TDP-43 mRNA 水平的自动调节涉及转录、剪接和选择性 polyA 位点选择之间的相互作用。
Autoregulation of TDP-43 mRNA levels involves interplay between transcription, splicing, and alternative polyA site selection.
机构信息
International Centre for Genetic Engineering and Biotechnology, Trieste, Italy.
出版信息
Genes Dev. 2012 Aug 1;26(15):1679-84. doi: 10.1101/gad.194829.112.
Abstract
TDP-43 is a critical RNA-binding factor associated with pre-mRNA splicing in mammals. Its expression is tightly autoregulated, with loss of this regulation implicated in human neuropathology. We demonstrate that TDP-43 overexpression in humans and mice activates a 3' untranslated region (UTR) intron, resulting in excision of the proximal polyA site (PAS) pA(1).

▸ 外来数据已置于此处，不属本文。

use crate::domain::model::{parse_amount, FormEvent, FormField, InputState, OutputRegion};
use crate::domain::ports::{FormBindings, PriceSource};
use crate::domain::services::InvoiceMath;
use std::sync::atomic::{AtomicU64, Ordering};

/// Shown while either category is unselected or the weight is zero.
pub const INCOMPLETE_PROMPT: &str = "Select service tier, weight handling, and enter weight";
/// Credit placeholder for the incomplete state.
pub const CREDIT_PLACEHOLDER: &str = "-";
/// Shown in the total region when the pricing lookup fails.
pub const CALC_ERROR_TEXT: &str = "Error calculating total";

/// Keeps the two display regions consistent with the form inputs. One
/// lookup per recompute, no caching, no retry; a generation counter makes
/// sure concurrent in-flight lookups cannot overwrite a newer result with
/// an older one.
pub struct FormReactor<B: FormBindings, P: PriceSource> {
    bindings: B,
    prices: P,
    generation: AtomicU64,
}

impl<B: FormBindings, P: PriceSource> FormReactor<B, P> {
    /// Binds to the form and runs the initial recompute so the display
    /// reflects current state without user interaction.
    ///
    /// Yields `None` when any of the three mandatory controls is absent:
    /// the page is not the invoice form and the reactor stays out of it.
    /// Binding more than once over the same host is safe; each reactor
    /// only ever writes full region contents.
    pub async fn bind(bindings: B, prices: P) -> Option<Self> {
        for field in [
            FormField::WeightKg,
            FormField::ServiceTier,
            FormField::WeightHandling,
        ] {
            if bindings.get_value(field).is_none() {
                tracing::debug!(?field, "mandatory control absent, not wiring calculator");
                return None;
            }
        }

        let reactor = Self {
            bindings,
            prices,
            generation: AtomicU64::new(0),
        };
        reactor.recompute().await;
        Some(reactor)
    }

    /// Entry point for the hosting form's input/change events.
    pub async fn handle_event(&self, event: FormEvent) {
        tracing::debug!(?event, "form event");
        self.recompute().await;
    }

    fn read_inputs(&self) -> InputState {
        InputState {
            weight_kg: parse_amount(self.bindings.get_value(FormField::WeightKg).as_deref()),
            service_tier_id: self
                .bindings
                .get_value(FormField::ServiceTier)
                .unwrap_or_default(),
            weight_handling_id: self
                .bindings
                .get_value(FormField::WeightHandling)
                .unwrap_or_default(),
            paying_bill: parse_amount(self.bindings.get_value(FormField::PayingBill).as_deref()),
        }
    }

    pub async fn recompute(&self) {
        let generation = self.generation.fetch_add(1, Ordering::SeqCst) + 1;
        let input = self.read_inputs();

        if !input.is_complete() {
            self.bindings
                .set_text(OutputRegion::TotalAmount, INCOMPLETE_PROMPT);
            self.bindings
                .set_text(OutputRegion::CreditAmount, CREDIT_PLACEHOLDER);
            return;
        }

        let outcome = self
            .prices
            .fetch_quote(&input.service_tier_id, &input.weight_handling_id)
            .await;

        // Another recompute started while this one was suspended at the
        // network boundary; its result supersedes this one.
        if self.generation.load(Ordering::SeqCst) != generation {
            tracing::debug!(generation, "dropping stale pricing response");
            return;
        }

        match outcome {
            Ok(quote) => {
                let total = InvoiceMath::total_amount(&input, &quote);
                let credit = InvoiceMath::credit_amount(total, input.paying_bill);
                self.bindings
                    .set_text(OutputRegion::TotalAmount, &InvoiceMath::format_amount(total));
                self.bindings
                    .set_text(OutputRegion::CreditAmount, &InvoiceMath::format_amount(credit));
            }
            Err(e) => {
                tracing::error!("Error fetching prices: {}", e);
                // Only the total region shows the failure; the credit
                // region keeps whatever it displayed before.
                self.bindings
                    .set_text(OutputRegion::TotalAmount, CALC_ERROR_TEXT);
            }
        }
    }
}
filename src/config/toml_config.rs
use crate::domain::ports::ReactorConfig;
use crate::utils::error::Result;
use crate::utils::validation::{validate_positive_number, validate_url, Validate};
use serde::{Deserialize, Serialize};
use std::path::Path;

/// File-based endpoint settings for deployments where the CLI flags are not
/// practical.
#[derive(Debug, Clone, Serialize, Deserialize)]
pub struct TomlConfig {
    pub pricing: PricingConfig,
}

#[derive(Debug, Clone, Serialize, Deserialize)]
pub struct PricingConfig {
    pub url: String,
    pub timeout_seconds: Option<u64>,
}

impl TomlConfig {
    pub fn from_file(path: impl AsRef<Path>) -> Result<Self> {
        let raw = std::fs::read_to_string(path)?;
        Self::from_toml_str(&raw)
    }

    pub fn from_toml_str(raw: &str) -> Result<Self> {
        let config: TomlConfig = toml::from_str(raw)?;
        config.validate()?;
        Ok(config)
    }
}

impl ReactorConfig for TomlConfig {
    fn pricing_url(&self) -> &str {
        &self.pricing.url
    }

    fn timeout_seconds(&self) -> Option<u64> {
        self.pricing.timeout_seconds
    }
}

impl Validate for TomlConfig {
    fn validate(&self) -> Result<()> {
        validate_url("pricing.url", &self.pricing.url)?;
        if let Some(seconds) = self.pricing.timeout_seconds {
            validate_positive_number("pricing.timeout_seconds", seconds, 1)?;
        }
        Ok(())
    }
}

#[cfg(test)]
mod tests {
    use super::*;

    #[test]
    fn test_parse_full_config() {
        let config = TomlConfig::from_toml_str(
            r#"
            [pricing]
            url = "https://ops.example.com/admin/shipping/invoice/get-prices/"
            timeout_seconds = 10
            "#,
        )
        .unwrap();

        assert_eq!(
            config.pricing_url(),
            "https://ops.example.com/admin/shipping/invoice/get-prices/"
        );
        assert_eq!(config.timeout_seconds(), Some(10));
    }

    #[test]
    fn test_timeout_is_optional() {
        let config = TomlConfig::from_toml_str(
            r#"
            [pricing]
            url = "http://localhost:8000/admin/shipping/invoice/get-prices/"
            "#,
        )
        .unwrap();

        assert_eq!(config.timeout_seconds(), None);
    }

    #[test]
    fn test_invalid_url_rejected() {
        let result = TomlConfig::from_toml_str(
            r#"
            [pricing]
            url = "ftp://example.com/prices"
            "#,
        );
        assert!(result.is_err());
    }

    #[test]
    fn test_malformed_toml_rejected() {
        assert!(TomlConfig::from_toml_str("pricing = ").is_err());
    }
}
use thiserror::Error;

#[derive(Error, Debug)]
pub enum CalcError {
    #[error("Pricing request failed: {0}")]
    ApiError(#[from] reqwest::Error),

    #[error("Serialization error: {0}")]
    SerializationError(#[from] serde_json::Error),

    #[error("IO error: {0}")]
    IoError(#[from] std::io::Error),

    #[error("Configuration parse error: {0}")]
    ConfigParseError(#[from] toml::de::Error),

    #[error("Invalid value for {field}: {value} ({reason})")]
    InvalidConfigValueError {
        field: String,
        value: String,
        reason: String,
    },

    #[error("Missing required configuration field: {field}")]
    MissingConfigError { field: String },
}

pub type Result<T> = std::result::Result<T, CalcError>;
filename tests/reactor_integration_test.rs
use httpmock::prelude::*;
use invoice_reactor::core::{FormEvent, FormField, OutputRegion, ReactorConfig};
use invoice_reactor::{FormReactor, FormSnapshot, HttpPriceSource};

struct EndpointConfig {
    url: String,
}

impl ReactorConfig for EndpointConfig {
    fn pricing_url(&self) -> &str {
        &self.url
    }

    fn timeout_seconds(&self) -> Option<u64> {
        None
    }
}

fn price_source(server: &MockServer) -> HttpPriceSource {
    HttpPriceSource::new(&EndpointConfig {
        url: server.url("/admin/shipping/invoice/get-prices/"),
    })
    .unwrap()
}

fn form_with(weight: &str, tier: &str, handling: &str, bill: Option<&str>) -> FormSnapshot {
    let form = FormSnapshot::new();
    form.set_value(FormField::WeightKg, weight);
    form.set_value(FormField::ServiceTier, tier);
    form.set_value(FormField::WeightHandling, handling);
    if let Some(bill) = bill {
        form.set_value(FormField::PayingBill, bill);
    }
    form
}

#[tokio::test]
async fn test_end_to_end_totals_from_live_quote() {
    let server = MockServer::start();
    let api_mock = server.mock(|when, then| {
        when.method(GET)
            .path("/admin/shipping/invoice/get-prices/")
            .query_param("service_tier_id", "3")
            .query_param("weight_handling_id", "7");
        then.status(200)
            .header("Content-Type", "application/json")
            .json_body(serde_json::json!({"service_price": 2.5, "handling_rate": 1.2}));
    });

    let form = form_with("10", "3", "7", Some("5"));
    FormReactor::bind(form.clone(), price_source(&server))
        .await
        .unwrap();

    api_mock.assert();
    assert_eq!(form.output(OutputRegion::TotalAmount).unwrap(), "30.00");
    assert_eq!(form.output(OutputRegion::CreditAmount).unwrap(), "25.00");
}

#[tokio::test]
async fn test_incomplete_form_never_hits_the_endpoint() {
    let server = MockServer::start();
    let api_mock = server.mock(|when, then| {
        when.method(GET).path("/admin/shipping/invoice/get-prices/");
        then.status(200)
            .header("Content-Type", "application/json")
            .json_body(serde_json::json!({"service_price": 2.5, "handling_rate": 1.2}));
    });

    let form = form_with("10", "", "7", None);
    let reactor = FormReactor::bind(form.clone(), price_source(&server))
        .await
        .unwrap();

    assert_eq!(
        form.output(OutputRegion::TotalAmount).unwrap(),
        "Select service tier, weight handling, and enter weight"
    );
    assert_eq!(form.output(OutputRegion::CreditAmount).unwrap(), "-");

    // zero weight is just as incomplete
    form.set_value(FormField::ServiceTier, "3");
    form.set_value(FormField::WeightKg, "0");
    reactor.handle_event(FormEvent::WeightInput).await;

    api_mock.assert_hits(0);
}

#[tokio::test]
async fn test_unknown_ids_price_to_zero() {
    // The endpoint answers zeros for unknown ids rather than erroring.
    let server = MockServer::start();
    server.mock(|when, then| {
        when.method(GET).path("/admin/shipping/invoice/get-prices/");
        then.status(200)
            .header("Content-Type", "application/json")
            .json_body(serde_json::json!({"service_price": 0, "handling_rate": 0}));
    });

    let form = form_with("10", "999", "999", None);
    FormReactor::bind(form.clone(), price_source(&server))
        .await
        .unwrap();

    assert_eq!(form.output(OutputRegion::TotalAmount).unwrap(), "0.00");
    assert_eq!(form.output(OutputRegion::CreditAmount).unwrap(), "0.00");
}

#[tokio::test]
async fn test_server_failure_leaves_credit_region_alone() {
    let server = MockServer::start();
    let mut ok_mock = server.mock(|when, then| {
        when.method(GET).path("/admin/shipping/invoice/get-prices/");
        then.status(200)
            .header("Content-Type", "application/json")
            .json_body(serde_json::json!({"service_price": 2.5, "handling_rate": 1.2}));
    });

    let form = form_with("10", "3", "7", Some("5"));
    let reactor = FormReactor::bind(form.clone(), price_source(&server))
        .await
        .unwrap();
    assert_eq!(form.output(OutputRegion::CreditAmount).unwrap(), "25.00");

    // endpoint starts failing after the first successful paint
    ok_mock.delete();
    server.mock(|when, then| {
        when.method(GET).path("/admin/shipping/invoice/get-prices/");
        then.status(500);
    });

    reactor.handle_event(FormEvent::ServiceTierChange).await;

    assert_eq!(
        form.output(OutputRegion::TotalAmount).unwrap(),
        "Error calculating total"
    );
    assert_eq!(form.output(OutputRegion::CreditAmount).unwrap(), "25.00");
}

#[tokio::test]
async fn test_rebinding_the_same_form_is_safe() {
    let server = MockServer::start();
    let api_mock = server.mock(|when, then| {
        when.method(GET)
            .path("/admin/shipping/invoice/get-prices/");
        then.status(200)
            .header("Content-Type", "application/json")
            .json_body(serde_json::json!({"service_price": 2.5, "handling_rate": 1.2}));
    });

    let form = form_with("10", "3", "7", None);
    FormReactor::bind(form.clone(), price_source(&server))
        .await
        .unwrap();
    let reactor = FormReactor::bind(form.clone(), price_source(&server))
        .await
        .unwrap();

    // one initial lookup per bind, nothing duplicated beyond that
    api_mock.assert_hits(2);
    assert_eq!(form.output(OutputRegion::TotalAmount).unwrap(), "30.00");
    assert_eq!(form.output(OutputRegion::CreditAmount).unwrap(), "30.00");

    // re-selecting the same value still recomputes, output unchanged
    reactor.handle_event(FormEvent::ServiceTierChange).await;
    api_mock.assert_hits(3);
    assert_eq!(form.output(OutputRegion::TotalAmount).unwrap(), "30.00");
}
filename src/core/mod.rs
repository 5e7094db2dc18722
pub mod reactor;

pub use crate::domain::model::{FormEvent, FormField, InputState, OutputRegion, PriceQuote};
pub use crate::domain::ports::{FormBindings, PriceSource, ReactorConfig};
pub use crate::utils::error::Result;
use crate::utils::error::{CalcError, Result};
use url::Url;

pub trait Validate {
    fn validate(&self) -> Result<()>;
}

pub fn validate_url(field_name: &str, url_str: &str) -> Result<()> {
    if url_str.is_empty() {
        return Err(CalcError::InvalidConfigValueError {
            field: field_name.to_string(),
            value: url_str.to_string(),
            reason: "URL cannot be empty".to_string(),
        });
    }

    match Url::parse(url_str) {
        Ok(url) => match url.scheme() {
            "http" | "https" => Ok(()),
            scheme => Err(CalcError::InvalidConfigValueError {
                field: field_name.to_string(),
                value: url_str.to_string(),
                reason: format!("Unsupported URL scheme: {}", scheme),
            }),
        },
        Err(e) => Err(CalcError::InvalidConfigValueError {
            field: field_name.to_string(),
            value: url_str.to_string(),
            reason: format!("Invalid URL format: {}", e),
        }),
    }
}

pub fn validate_positive_number(field_name: &str, value: u64, min_value: u64) -> Result<()> {
    if value < min_value {
        return Err(CalcError::InvalidConfigValueError {
            field: field_name.to_string(),
            value: value.to_string(),
            reason: format!("Value must be at least {}", min_value),
        });
    }
    Ok(())
}

pub fn validate_non_empty_string(field_name: &str, value: &str) -> Result<()> {
    if value.trim().is_empty() {
        return Err(CalcError::InvalidConfigValueError {
            field: field_name.to_string(),
            value: value.to_string(),
            reason: "Value cannot be empty or whitespace-only".to_string(),
        });
    }
    Ok(())
}
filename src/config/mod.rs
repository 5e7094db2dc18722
#[cfg(feature = "cli")]
pub mod cli;
pub mod toml_config;

#[cfg(feature = "cli")]
pub use cli::CliConfig;
pub use toml_config::TomlConfig;
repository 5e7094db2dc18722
use crate::domain::model::{FormField, OutputRegion};
use crate::domain::ports::FormBindings;
use std::collections::HashMap;
use std::sync::{Arc, Mutex};

/// In-memory `FormBindings`: a host-independent stand-in for the admin form.
/// The CLI fills one from its arguments; tests drive it directly. Clones
/// share the same underlying state.
#[derive(Clone, Default)]
pub struct FormSnapshot {
    values: Arc<Mutex<HashMap<FormField, String>>>,
    outputs: Arc<Mutex<HashMap<OutputRegion, String>>>,
}

impl FormSnapshot {
    pub fn new() -> Self {
        Self::default()
    }

    /// Makes a control present with the given raw value. An empty string is
    /// a present-but-unselected control, not an absent one.
    pub fn set_value(&self, field: FormField, value: impl Into<String>) {
        self.values.lock().unwrap().insert(field, value.into());
    }

    /// Drops a control entirely, as a form without that field would.
    pub fn remove_field(&self, field: FormField) {
        self.values.lock().unwrap().remove(&field);
    }

    pub fn output(&self, region: OutputRegion) -> Option<String> {
        self.outputs.lock().unwrap().get(&region).cloned()
    }
}

impl FormBindings for FormSnapshot {
    fn get_value(&self, field: FormField) -> Option<String> {
        self.values.lock().unwrap().get(&field).cloned()
    }

    fn set_text(&self, region: OutputRegion, text: &str) {
        self.outputs
            .lock()
            .unwrap()
            .insert(region, text.to_string());
    }
}

#[cfg(test)]
mod tests {
    use super::*;

    #[test]
    fn test_absent_field_reads_as_none() {
        let form = FormSnapshot::new();
        assert!(form.get_value(FormField::PayingBill).is_none());

        form.set_value(FormField::PayingBill, "5");
        assert_eq!(form.get_value(FormField::PayingBill).unwrap(), "5");

        form.remove_field(FormField::PayingBill);
        assert!(form.get_value(FormField::PayingBill).is_none());
    }

    #[test]
    fn test_clones_share_state() {
        let form = FormSnapshot::new();
        let handle = form.clone();
        handle.set_text(OutputRegion::TotalAmount, "30.00");
        assert_eq!(form.output(OutputRegion::TotalAmount).unwrap(), "30.00");
    }
}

This activates a cryptic PAS that prevents TDP-43 expression through a nuclear retention mechanism. Superimposed on this process, overexpression of TDP-43 blocks recognition of pA(1) by competing with CstF-64 for PAS binding. Overall, we uncover complex interplay between transcription, splicing, and 3' end processing to effect autoregulation of TDP-43.
摘要
TDP-43 是一种与哺乳动物前体 mRNA 剪接相关的关键 RNA 结合因子。其表达受到严格的自身调控,这种调控的丧失与人类神经病理学有关。我们证明,人类和小鼠中 TDP-43 的过表达会激活 3'非翻译区 (UTR) 内含子,导致近端 polyA 位点 (PAS) pA(1) 的切除。这激活了一个隐蔽的 PAS,通过核滞留机制阻止 TDP-43 的表达。在这个过程之上,TDP-43 的过表达通过与 CstF-64 竞争 PAS 结合来阻止 pA(1)的识别。总的来说,我们揭示了转录、剪接和 3' 端加工之间的复杂相互作用,以实现 TDP-43 的自身调控。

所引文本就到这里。